Here’s how it works: If you save $3000 in 2017 and earn 3 percent interest, you’ll have $3090.00. If that money continues to earn interest at that rate, in 2018, you will earn interest on your original investment — $3000 – plus on your extra $90. This keeps happening over and over, year after year. You are earning interest on interest on interest.
If you add $3000 to this account each year – with a steady rate of 3 percent, you will have $235,989.89 in 40 years. That’s almost $116,000 in interest.
GET A HEAD-START ON SAVING!
So, if you haven’t begun saving yet, start now. For people early in their careers and not making much money, you can start small. There are two benefits of this:
- You’re still saving – and every little bit counts!

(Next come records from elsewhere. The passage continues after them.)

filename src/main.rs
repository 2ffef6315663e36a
//! perpdash - headless futures chart dashboard
//!
//! Polls one pair, prints indicator readings and signals, and logs a
//! countdown to the next candle close every second.
//!
//! # Usage
//! ```sh
//! PAIR=ETH/USDT TIMEFRAME=15m cargo run -- --once
//! cargo run -- --source csv --csv-dir data --timeframe 1h --json --once
//! RUST_LOG=perpdash=debug cargo run
//! ```
//!
//! Logging is always at least INFO. A bare `RUST_LOG=debug` is overridden by
//! that floor, so cache, engine and detector debug logs need a target
//! directive such as `perpdash=debug`.

use anyhow::{Context, Result};
use chrono::{DateTime, Utc};
use clap::Parser;
use perpdash::application::countdown::CountdownCalculator;
use perpdash::application::market_data::CachedMarketDataService;
use perpdash::application::pipeline::{DashboardPipeline, DashboardSnapshot};
use perpdash::config::{Config, DataSource};
use perpdash::domain::market::timeframe::Timeframe;
use perpdash::domain::ports::MarketDataService;
use perpdash::infrastructure::{CsvMarketDataService, MockMarketDataService};
use perpdash::interfaces::report::{DashboardReport, to_json};
use std::path::PathBuf;
use std::str::FromStr;
use std::sync::Arc;
use std::time::Duration;
use tracing::{Level, debug, error, info, warn};
use tracing_subscriber::prelude::*;

#[derive(Parser)]
#[command(author, version, about = "Headless perpetual futures chart dashboard", long_about = None)]
struct Args {
    /// Pair to chart, e.g. BTC/USDT (overrides PAIR)
    #[arg(long)]
    pair: Option<String>,

    /// One of 1m 3m 5m 15m 30m 1h 2h 4h 6h 8h 12h 1d 1w (overrides TIMEFRAME)
    #[arg(long)]
    timeframe: Option<String>,

    /// Number of bars to fetch (overrides BAR_LIMIT)
    #[arg(long)]
    limit: Option<usize>,

    /// mock or csv (overrides DATA_SOURCE)
    #[arg(long)]
    source: Option<String>,

    /// Directory of <BASE>_<QUOTE>_<tf>.csv files (overrides CSV_DATA_DIR)
    #[arg(long)]
    csv_dir: Option<PathBuf>,

    /// Seconds between full refreshes (overrides REFRESH_INTERVAL_SECS)
    #[arg(long)]
    refresh_secs: Option<u64>,

    /// Refresh once, print and exit
    #[arg(long)]
    once: bool,

    /// Print snapshots as JSON instead of the text report
    #[arg(long)]
    json: bool,
}

impl Args {
    fn apply(&self, config: &mut Config) -> Result<()> {
        if let Some(pair) = &self.pair {
            config.dashboard.pair = pair.clone();
        }
        if let Some(timeframe) = &self.timeframe {
            config.dashboard.timeframe = Timeframe::from_str(timeframe)?;
        }
        if let Some(limit) = self.limit {
            config.dashboard.bar_limit = limit;
        }
        if let Some(source) = &self.source {
            config.data_source = DataSource::from_str(source)?;
        }
        if let Some(dir) = &self.csv_dir {
            config.csv_dir = dir.clone();
        }
        if let Some(secs) = self.refresh_secs {
            config.refresh_interval_secs = secs;
        }
        config
            .dashboard
            .validate()
            .context("Invalid command line overrides")?;
        Ok(())
    }
}

fn build_source(config: &Config) -> Arc<dyn MarketDataService> {
    let source: Arc<dyn MarketDataService> = match config.data_source {
        DataSource::Mock => Arc::new(MockMarketDataService::new()),
        DataSource::Csv => {
            let csv = CsvMarketDataService::new(config.csv_dir.clone());
            info!("Reading candles from {}", csv.dir().display());
            Arc::new(csv)
        }
    };

    if config.cache_ttl_secs > 0 {
        let ttl = Duration::from_secs(config.cache_ttl_secs);
        let cache = CachedMarketDataService::new(source, ttl);
        info!("Series cache enabled (ttl: {:?})", cache.ttl());
        Arc::new(cache)
    } else {
        source
    }
}

fn print_snapshot(snapshot: &DashboardSnapshot, json: bool) -> Result<()> {
    if json {
        println!("{}", to_json(snapshot).context("Failed to serialize snapshot")?);
    } else {
        println!("{}\n", DashboardReport::from_snapshot(snapshot));
    }
    Ok(())
}

/// Bar-open time of the latest snapshot, used to drive the countdown
fn last_bar_open(snapshot: &DashboardSnapshot) -> Option<DateTime<Utc>> {
    snapshot.series().last().map(|bar| bar.timestamp)
}

async fn refresh(
    pipeline: &DashboardPipeline,
    json: bool,
    latest: &mut Option<DashboardSnapshot>,
) -> Result<()> {
    match pipeline.refresh().await {
        Ok(snapshot) => {
            print_snapshot(&snapshot, json)?;
            *latest = Some(snapshot);
        }
        Err(e) => {
            // Keep showing the previous snapshot; the next tick tries again
            warn!("Refresh failed: {}", e);
        }
    }
    Ok(())
}

#[tokio::main]
async fn main() -> Result<()> {
    // Load environment variables
    dotenvy::dotenv().ok();

    let args = Args::parse();

    // Logs go to stderr so stdout stays clean for reports and JSON
    let stderr_layer = tracing_subscriber::fmt::layer()
        .with_target(false)
        .with_writer(std::io::stderr)
        .pretty();

    tracing_subscriber::registry()
        .with(tracing_subscriber::EnvFilter::from_default_env().add_directive(Level::INFO.into()))
        .with(stderr_layer)
        .init();

    info!("perpdash {} starting...", env!("CARGO_PKG_VERSION"));

    let mut config = Config::from_env()?;
    args.apply(&mut config)?;
    info!(
        "Configuration loaded: Pair={}, Timeframe={}, Bars={}, Source={:?}",
        config.dashboard.pair,
        config.dashboard.timeframe,
        config.dashboard.bar_limit,
        config.data_source
    );

    let source = build_source(&config);
    let pipeline = DashboardPipeline::new(source, config.dashboard.clone())?;

    if args.once {
        let snapshot = pipeline.refresh().await?;
        return print_snapshot(&snapshot, args.json);
    }

    let pair = pipeline.config().pair.clone();
    let timeframe = pipeline.config().timeframe;
    let mut latest: Option<DashboardSnapshot> = None;
    // Boundary that already triggered an early refresh, so a stale source is not hammered
    let mut refreshed_boundary: Option<DateTime<Utc>> = None;

    let mut refresh_timer =
        tokio::time::interval(Duration::from_secs(config.refresh_interval_secs.max(1)));
    let mut countdown_timer = tokio::time::interval(Duration::from_secs(1));

    info!("Dashboard running. Press Ctrl+C to stop.");

    loop {
        tokio::select! {
            _ = refresh_timer.tick() => {
                refresh(&pipeline, args.json, &mut latest).await?;
            }
            _ = countdown_timer.tick() => {
                let Some(last_open) = latest.as_ref().and_then(last_bar_open) else {
                    continue;
                };
                let countdown = CountdownCalculator::now(timeframe, last_open);

                if countdown.is_closed() {
                    if refreshed_boundary != Some(countdown.next_boundary) {
                        refreshed_boundary = Some(countdown.next_boundary);
                        debug!("Candle closed at {}, refreshing", countdown.next_boundary);
                        refresh(&pipeline, args.json, &mut latest).await?;
                    }
                } else {
                    info!("{} {} next candle in {}", pair, timeframe, countdown);
                }
            }
            result = tokio::signal::ctrl_c() => {
                if let Err(e) = result {
                    error!("Failed to listen for Ctrl+C: {}", e);
                }
                info!("Shutdown signal received. Exiting...");
                break;
            }
        }
    }

    Ok(())
}
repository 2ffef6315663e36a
// Indicator, signal and countdown value objects
pub mod analysis;

// Validated configuration value objects
pub mod config;

// Domain-specific error types
pub mod errors;

// Bars, series and timeframes
pub mod market;

// Port interfaces
pub mod ports;
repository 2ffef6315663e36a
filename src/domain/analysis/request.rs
use crate::domain::errors::ConfigError;
use serde::{Deserialize, Serialize};

/// One indicator the engine should compute, with its parameters
#[derive(Debug, Clone, PartialEq, Serialize, Deserialize)]
pub enum Indicator {
    /// EMA of close written to `column`
    Ema { column: String, span: usize },
    /// Rolling max of high over `window` bars (inclusive of the current bar)
    RollingHigh { window: usize },
    /// Rolling min of low over `window` bars (inclusive of the current bar)
    RollingLow { window: usize },
    Bollinger { window: usize, k: f64 },
    Rsi { period: usize },
    Macd { fast: usize, slow: usize, signal: usize },
    Atr { period: usize },
    Fibonacci,
    SupportResistance { window: usize, merge_threshold: f64 },
}

impl Indicator {
    pub fn validate(&self) -> Result<(), ConfigError> {
        match self {
            Indicator::Ema { span, .. } => validate_period("ema_span", *span),
            Indicator::RollingHigh { window } | Indicator::RollingLow { window } => {
                validate_period("rolling_window", *window)
            }
            Indicator::Bollinger { window, k } => {
                validate_period("bollinger_window", *window)?;
                validate_parameter("bollinger_k", *k)
            }
            Indicator::Rsi { period } => validate_period("rsi_period", *period),
            Indicator::Macd { fast, slow, signal } => {
                validate_period("macd_fast_span", *fast)?;
                validate_period("macd_slow_span", *slow)?;
                validate_period("macd_signal_span", *signal)
            }
            Indicator::Atr { period } => validate_period("atr_period", *period),
            Indicator::Fibonacci => Ok(()),
            Indicator::SupportResistance {
                window,
                merge_threshold,
            } => {
                validate_period("extrema_window", *window)?;
                validate_parameter("sr_merge_threshold", *merge_threshold)
            }
        }
    }
}

pub(crate) fn validate_period(field: &str, value: usize) -> Result<(), ConfigError> {
    if value == 0 {
        return Err(ConfigError::InvalidPeriod {
            field: field.to_string(),
            value,
        });
    }
    Ok(())
}

pub(crate) fn validate_parameter(field: &str, value: f64) -> Result<(), ConfigError> {
    if !value.is_finite() || value < 0.0 {
        return Err(ConfigError::InvalidParameter {
            field: field.to_string(),
            value,
        });
    }
    Ok(())
}
// Market data domain
pub mod bar;
pub mod series;
pub mod timeframe;

pub use bar::Bar;
pub use series::Series;
pub use timeframe::Timeframe;
use crate::domain::analysis::Column;
use crate::domain::analysis::request::validate_period;
use crate::domain::errors::ConfigError;
use crate::domain::market::bar::Bar;
use ta::Next;

/// Wilder's average true range.
///
/// Same accumulate-then-smooth shape as the RSI: the first `period` true ranges
/// are averaged, then `atr = (atr·(period-1) + tr) / period`.
#[derive(Debug, Clone)]
pub struct WilderAtr {
    period: usize,
    prev_close: Option<f64>,
    count: usize,
    tr_sum: f64,
    atr: f64,
}

impl WilderAtr {
    pub fn new(period: usize) -> Result<Self, ConfigError> {
        validate_period("atr_period", period)?;
        Ok(Self {
            period,
            prev_close: None,
            count: 0,
            tr_sum: 0.0,
            atr: 0.0,
        })
    }
}

impl Next<&Bar> for WilderAtr {
    type Output = Option<f64>;

    fn next(&mut self, bar: &Bar) -> Self::Output {
        let tr = bar.true_range(self.prev_close);
        self.prev_close = Some(bar.close);
        self.count += 1;

        let n = self.period as f64;
        if self.count < self.period {
            self.tr_sum += tr;
            return None;
        }
        if self.count == self.period {
            self.tr_sum += tr;
            self.atr = self.tr_sum / n;
        } else {
            self.atr = (self.atr * (n - 1.0) + tr) / n;
        }
        Some(self.atr)
    }
}

/// ATR column; absent for indices `< period - 1`
pub fn atr(bars: &[Bar], period: usize) -> Result<Column, ConfigError> {
    let mut atr = WilderAtr::new(period)?;
    Ok(bars.iter().map(|b| atr.next(b)).collect())
}

#[cfg(test)]
mod tests {
    use super::*;

    fn bar(i: i64, high: f64, low: f64, close: f64) -> Bar {
        Bar::from_millis(i * 60_000, close, high, low, close, 1.0).unwrap()
    }

    #[test]
    fn test_constant_range() {
        let bars: Vec<Bar> = (0..20).map(|i| bar(i, 102.0, 98.0, 100.0)).collect();
        let out = atr(&bars, 14).unwrap();
        assert!(out[..13].iter().all(Option::is_none));
        for v in out[13..].iter() {
            assert!((v.unwrap() - 4.0).abs() < 1e-12);
        }
    }

    #[test]
    fn test_gap_widens_true_range() {
        let bars = vec![
            bar(0, 11.0, 9.0, 10.0),  // tr 2
            bar(1, 21.0, 19.0, 20.0), // tr max(2, 11, 9) = 11
            bar(2, 21.0, 19.0, 20.0), // tr 2
        ];
        let out = atr(&bars, 2).unwrap();
        assert_eq!(out[0], None);
        assert_eq!(out[1], Some(6.5));
        assert_eq!(out[2], Some((6.5 + 2.0) / 2.0));
    }
}
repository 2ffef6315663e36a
pub mod application;
pub mod config;
pub mod domain;
pub mod infrastructure;
pub mod interfaces;
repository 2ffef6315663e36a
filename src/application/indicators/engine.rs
use super::atr::atr;
use super::bollinger::bollinger;
use super::ema::ema_column;
use super::fibonacci::fibonacci_levels;
use super::macd::macd;
use super::rolling::{rolling_max, rolling_min};
use super::rsi::rsi;
use super::support_resistance::{pivot_column, support_resistance};
use crate::domain::analysis::{Indicator, IndicatorFrame, columns};
use crate::domain::config::IndicatorConfig;
use crate::domain::errors::ConfigError;
use crate::domain::market::series::Series;
use tracing::debug;

/// Turns a series into an [`IndicatorFrame`] for a fixed set of requests.
///
/// Parameters are validated once at construction. Computing never fails for
/// short or degenerate input: missing history shows up as `None` entries.
#[derive(Debug, Clone)]
pub struct IndicatorEngine {
    requests: Vec<Indicator>,
}

impl IndicatorEngine {
    pub fn new(requests: Vec<Indicator>) -> Result<Self, ConfigError> {
        for request in &requests {
            request.validate()?;
        }
        Ok(Self { requests })
    }

    pub fn from_config(config: &IndicatorConfig) -> Result<Self, ConfigError> {
        config.validate()?;
        Self::new(config.requests())
    }

    pub fn requests(&self) -> &[Indicator] {
        &self.requests
    }

    /// Computes every requested indicator; the frame takes ownership of the series
    pub fn compute(&self, series: Series) -> Result<IndicatorFrame, ConfigError> {
        let closes = series.closes();
        let highs = series.highs();
        let lows = series.lows();
        let len = series.len();

        let mut frame = IndicatorFrame::new(series);

        for request in &self.requests {
            match request {
                Indicator::Ema { column, span } => {
                    frame.insert_column(column.clone(), ema_column(&closes, *span)?);
                }
                Indicator::RollingHigh { window } => {
                    frame.insert_column(columns::ROLLING_HIGH, rolling_max(&highs, *window)?);
                }
                Indicator::RollingLow { window } => {
                    frame.insert_column(columns::ROLLING_LOW, rolling_min(&lows, *window)?);
                }
                Indicator::Bollinger { window, k } => {
                    let bands = bollinger(&closes, *window, *k)?;
                    frame.insert_column(columns::BB_MIDDLE, bands.middle);
                    frame.insert_column(columns::BB_UPPER, bands.upper);
                    frame.insert_column(columns::BB_LOWER, bands.lower);
                }
                Indicator::Rsi { period } => {
                    frame.insert_column(columns::RSI, rsi(&closes, *period)?);
                }
                Indicator::Macd { fast, slow, signal } => {
                    let out = macd(&closes, *fast, *slow, *signal)?;
                    frame.insert_column(columns::MACD, out.macd);
                    frame.insert_column(columns::MACD_SIGNAL, out.signal);
                    frame.insert_column(columns::MACD_HIST, out.hist);
                }
                Indicator::Atr { period } => {
                    let column = atr(frame.series().bars(), *period)?;
                    frame.insert_column(columns::ATR, column);
                }
                Indicator::Fibonacci => {
                    let levels = fibonacci_levels(frame.series());
                    if levels.is_none() {
                        debug!("IndicatorEngine: empty series, no Fibonacci levels");
                    }
                    frame.set_fibonacci(levels);
                }
                Indicator::SupportResistance {
                    window,
                    merge_threshold,
                } => {
                    let (levels, resistance, support) =
                        support_resistance(frame.series(), *window, *merge_threshold);
                    debug!(
                        "IndicatorEngine: {} resistance / {} support pivots merged into {} / {} levels",
                        resistance.len(),
                        support.len(),
                        levels.resistance.len(),
                        levels.support.len()
                    );
                    frame.insert_column(columns::RESISTANCE_PIVOT, pivot_column(len, &resistance));
                    frame.insert_column(columns::SUPPORT_PIVOT, pivot_column(len, &support));
                    frame.set_support_resistance(levels);
                }
            }
        }

        debug!(
            "IndicatorEngine: computed {} indicators over {} bars for {} {}",
            self.requests.len(),
            len,
            frame.series().pair(),
            frame.series().timeframe()
        );

        Ok(frame)
    }
}
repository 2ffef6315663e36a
pub mod csv_source;
pub mod mock;

pub use csv_source::CsvMarketDataService;
pub use mock::MockMarketDataService;
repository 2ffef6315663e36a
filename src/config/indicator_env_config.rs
//! Indicator configuration parsing from environment variables.
//!
//! This module handles loading the overlay parameters: EMA spans, windows and
//! band widths.

use crate::domain::config::IndicatorConfig;
use anyhow::{Context, Result};
use std::env;

/// Indicator environment configuration
#[derive(Debug, Clone)]
pub struct IndicatorEnvConfig {
    // EMA crossover
    pub ema_fast_span: usize,
    pub ema_slow_span: usize,

    // Breakout
    pub breakout_window: usize,

    // Bollinger Bands
    pub bollinger_window: usize,
    pub bollinger_k: f64,

    // Oscillators
    pub rsi_period: usize,
    pub macd_fast_span: usize,
    pub macd_slow_span: usize,
    pub macd_signal_span: usize,
    pub atr_period: usize,

    // Support / resistance
    pub extrema_window: usize,
    pub sr_merge_threshold: f64,
}

impl IndicatorEnvConfig {
    pub fn from_env() -> Result<Self> {
        let defaults = IndicatorConfig::default();

        Ok(Self {
            ema_fast_span: Self::parse_usize("EMA_FAST_SPAN", defaults.ema_fast_span)?,
            ema_slow_span: Self::parse_usize("EMA_SLOW_SPAN", defaults.ema_slow_span)?,
            breakout_window: Self::parse_usize("BREAKOUT_WINDOW", defaults.breakout_window)?,
            bollinger_window: Self::parse_usize("BOLLINGER_WINDOW", defaults.bollinger_window)?,
            bollinger_k: Self::parse_f64("BOLLINGER_K", defaults.bollinger_k)?,
            rsi_period: Self::parse_usize("RSI_PERIOD", defaults.rsi_period)?,
            macd_fast_span: Self::parse_usize("MACD_FAST_SPAN", defaults.macd_fast_span)?,
            macd_slow_span: Self::parse_usize("MACD_SLOW_SPAN", defaults.macd_slow_span)?,
            macd_signal_span: Self::parse_usize("MACD_SIGNAL_SPAN", defaults.macd_signal_span)?,
            atr_period: Self::parse_usize("ATR_PERIOD", defaults.atr_period)?,
            extrema_window: Self::parse_usize("EXTREMA_WINDOW", defaults.extrema_window)?,
            sr_merge_threshold: Self::parse_f64("SR_MERGE_THRESHOLD", defaults.sr_merge_threshold)?,
        })
    }

    /// Validated domain value object
    pub fn to_indicator_config(&self) -> Result<IndicatorConfig> {
        let config = IndicatorConfig {
            ema_fast_span: self.ema_fast_span,
            ema_slow_span: self.ema_slow_span,
            breakout_window: self.breakout_window,
            bollinger_window: self.bollinger_window,
            bollinger_k: self.bollinger_k,
            rsi_period: self.rsi_period,
            macd_fast_span: self.macd_fast_span,
            macd_slow_span: self.macd_slow_span,
            macd_signal_span: self.macd_signal_span,
            atr_period: self.atr_period,
            extrema_window: self.extrema_window,
            sr_merge_threshold: self.sr_merge_threshold,
        };
        config.validate().context("Invalid indicator configuration")?;
        Ok(config)
    }

    fn parse_usize(key: &str, default: usize) -> Result<usize> {
        env::var(key)
            .unwrap_or_else(|_| default.to_string())
            .parse::<usize>()
            .context(format!("Failed to parse {}", key))
    }

    fn parse_f64(key: &str, default: f64) -> Result<f64> {
        env::var(key)
            .unwrap_or_else(|_| default.to_string())
            .parse::<f64>()
            .context(format!("Failed to parse {}", key))
    }
}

- By committing to saving and your financial future, you’re creating a very valuable habit.
30s
By the time many people reach their 30s, their big priority is buying a house. According to Zillow, the average age of first-time homebuyers is 33.1
Because houses require large down payments and come with a ton of smaller – but multiple – little expenses (fix the leaky sink, buy homeowner’s insurance, replace the roof), most people at this age are not putting retirement at the top of their list of stuff to spend money on.
Couple this with having a family, paying for child care and health insurance – and saving for retirement suddenly sounds like a luxury expense.
Hope is not lost. You can pay your bills and still think about the future. It just might take a little discipline and planning. Here are three things you should do in your 30s.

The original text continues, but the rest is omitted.